If the instantaneous rate of change of f(x) at (2,-4) is 5, write the equation of the line tangent to the graph of f(x) at x=2.
slope = 5 at x = 2 so
y = 5 x + b
-4 = 5 (2) + b
-4 = 10 + b
b = -14
so
y = 5 x -14
you have a point and a slope, so just use the point-slope form, which you learned in Algebra I:
y+4 = 5(x-2)
To write the equation of the line tangent to the graph of f(x) at x=2, we need to find the slope of the tangent line.
The instantaneous rate of change of f(x) at (2,-4) is given as 5, which represents the slope of the tangent line at that point.
So, the slope of the tangent line is 5.
Now, we can use the point-slope form of a line to write the equation of the tangent line. The point-slope form is given as:
y - y1 = m(x - x1)
Here, (x1, y1) represents the point (2, -4), and m represents the slope of the tangent line, which is 5.
Plugging the values into the equation, we get:
y - (-4) = 5(x - 2)
Simplifying, we have:
y + 4 = 5x - 10
Finally, rearranging the equation to slope-intercept form, we get:
y = 5x - 14
Therefore, the equation of the line tangent to the graph of f(x) at x=2 is y = 5x - 14.
To write the equation of the line tangent to the graph of f(x) at x=2, we need two pieces of information: the slope of the tangent line and the point it passes through.
The instantaneous rate of change of f(x) at (2, -4) is given as 5. This means that the slope of the tangent line at x=2 is 5.

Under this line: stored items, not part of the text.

//! Single-message analysis operations.
//!
//! Each operation composes: fetch the email, build the prompt, consult the
//! cache, invoke structured output, populate the cache. Errors from any step
//! reach the caller unchanged.
//!
//! | Operation        | Cache key            | Tier    |
//! |------------------|----------------------|---------|
//! | categorize       | `categorize:<id>`    | economy |
//! | detect cold      | `cold:<sender>`      | economy |
//! | extract context  | never cached         | default |
//!
//! Narrowed categorizations and blank senders bypass the cache.

use std::sync::Arc;

use mailsense_core::{
    AnalysisError, CacheKey, CachedAnalysis, Categorization, Category, ColdDetection,
    ContextExtraction, EmailFacts, MailSource, ResultCache, StructuredOutput, Tier, UserProfile,
};
use tracing::debug;

use crate::invoker::{Invocation, StructuredInvoker};
use crate::prompts::PromptBuilder;

pub const DEFAULT_MAX_HISTORY_MESSAGES: usize = 10;

pub const OP_CATEGORIZE: &str = "categorize_email";
pub const OP_DETECT_COLD: &str = "detect_cold_email";
pub const OP_EXTRACT_CONTEXT: &str = "extract_email_context";

#[derive(Clone)]
pub struct EmailAnalyzer {
    mail: Arc<dyn MailSource>,
    prompts: Arc<dyn PromptBuilder>,
    invoker: StructuredInvoker,
    cache: Arc<ResultCache>,
}

impl EmailAnalyzer {
    pub fn new(
        mail: Arc<dyn MailSource>,
        prompts: Arc<dyn PromptBuilder>,
        invoker: StructuredInvoker,
        cache: Arc<ResultCache>,
    ) -> Self {
        Self { mail, prompts, invoker, cache }
    }

    pub fn mail(&self) -> &Arc<dyn MailSource> {
        &self.mail
    }

    pub fn cache(&self) -> &Arc<ResultCache> {
        &self.cache
    }

    pub async fn fetch(&self, message_id: &str) -> Result<EmailFacts, AnalysisError> {
        self.mail.fetch_email(message_id).await
    }

    /// Categorizes a message. `categories` narrows the allowed set; `None` or
    /// an empty slice allows every category.
    pub async fn categorize(
        &self,
        message_id: &str,
        categories: Option<&[Category]>,
    ) -> Result<Categorization, AnalysisError> {
        let email = self.fetch(message_id).await?;
        self.categorize_email(message_id, &email, categories).await
    }

    pub async fn categorize_email(
        &self,
        message_id: &str,
        email: &EmailFacts,
        categories: Option<&[Category]>,
    ) -> Result<Categorization, AnalysisError> {
        let allowed: &[Category] = match categories {
            Some(list) if !list.is_empty() => list,
            _ => &Category::ALL,
        };
        // Only full-set verdicts are cached; a narrowed answer must not be
        // served to a later unrestricted request.
        let full_set = Category::ALL.iter().all(|category| allowed.contains(category));
        let key = full_set.then(|| CacheKey::Categorize(message_id.to_string()));

        if let Some(key) = &key {
            if let Some(CachedAnalysis::Categorization(cached)) = self.cache.get(key) {
                debug!(event_name = "cache.hit", cache_key = %key, "categorization served from cache");
                return Ok(cached);
            }
            debug!(event_name = "cache.miss", cache_key = %key, "categorization not cached");
        }

        let prompt = self.prompts.categorization(email, allowed)?;
        let result: Categorization = self
            .invoker
            .invoke(Invocation {
                operation: OP_CATEGORIZE,
                tier: Tier::Economy,
                prompt,
                schema: Categorization::schema_for(allowed),
            })
            .await?;

        if !allowed.contains(&result.category) {
            return Err(AnalysisError::schema(
                OP_CATEGORIZE,
                format!("category {} is not among the requested categories", result.category),
            ));
        }

        if let Some(key) = &key {
            self.cache.set(key, CachedAnalysis::Categorization(result.clone()));
        }
        Ok(result)
    }

    pub async fn detect_cold_email(
        &self,
        message_id: &str,
        profile: Option<&UserProfile>,
    ) -> Result<ColdDetection, AnalysisError> {
        let email = self.fetch(message_id).await?;
        self.detect_cold(&email, profile).await
    }

    /// Cold verdicts are cached per sender address, not per message.
    pub async fn detect_cold(
        &self,
        email: &EmailFacts,
        profile: Option<&UserProfile>,
    ) -> Result<ColdDetection, AnalysisError> {
        // A blank sender has no identity to share a verdict across messages.
        let sender = email.sender_address();
        let key = (!sender.is_empty()).then(|| CacheKey::ColdSender(sender));

        if let Some(key) = &key {
            if let Some(CachedAnalysis::ColdDetection(cached)) = self.cache.get(key) {
                debug!(event_name = "cache.hit", cache_key = %key, "cold verdict served from cache");
                return Ok(cached);
            }
            debug!(event_name = "cache.miss", cache_key = %key, "cold verdict not cached");
        }

        let prompt = self.prompts.cold_email(email, profile)?;
        let result: ColdDetection = self
            .invoker
            .invoke(Invocation {
                operation: OP_DETECT_COLD,
                tier: Tier::Economy,
                prompt,
                schema: ColdDetection::output_schema(),
            })
            .await?;

        if let Some(key) = &key {
            self.cache.set(key, CachedAnalysis::ColdDetection(result.clone()));
        }
        Ok(result)
    }

    pub async fn extract_context(
        &self,
        message_id: &str,
        thread_id: Option<&str>,
        max_history_messages: usize,
    ) -> Result<ContextExtraction, AnalysisError> {
        let email = self.fetch(message_id).await?;
        self.extract_context_from(&email, thread_id, max_history_messages).await
    }

    /// Always recomputed on the default tier; thread history changes the answer.
    pub async fn extract_context_from(
        &self,
        email: &EmailFacts,
        thread_id: Option<&str>,
        max_history_messages: usize,
    ) -> Result<ContextExtraction, AnalysisError> {
        let thread = match thread_id {
            Some(thread_id) if max_history_messages > 0 => {
                self.mail.fetch_thread(thread_id, max_history_messages).await?
            }
            _ => Vec::new(),
        };

        let prompt = self.prompts.context(email, &thread)?;
        self.invoker
            .invoke(Invocation {
                operation: OP_EXTRACT_CONTEXT,
                tier: Tier::Default,
                prompt,
                schema: ContextExtraction::output_schema(),
            })
            .await
    }
}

Now, let's find the point that the line passes through. We are given that the point is (2, -4), so we already have the x-coordinate. We need to find the corresponding y-coordinate.
To do that, we'll use the equation of the graph of f(x), denoted as y = f(x). Since the point (2, -4) lies on the graph, we can substitute the x-coordinate (2) into the equation to find the y-coordinate:
y = f(2)
So, our equation becomes:
-4 = f(2)
Now, we have the point (2, -4) that the line passes through and the slope (5) of the tangent line. We can use the point-slope form of the equation of a line to write the equation:
y - y₁ = m(x - x₁)
where (x₁, y₁) is the point on the line and m is the slope.
Substituting the values we have:
y - (-4) = 5(x - 2)
Simplifying:
y + 4 = 5x - 10
Now, let's isolate y:
y = 5x - 10 - 4
y = 5x - 14
The equation of the line tangent to the graph of f(x) at x=2 is y = 5x - 14.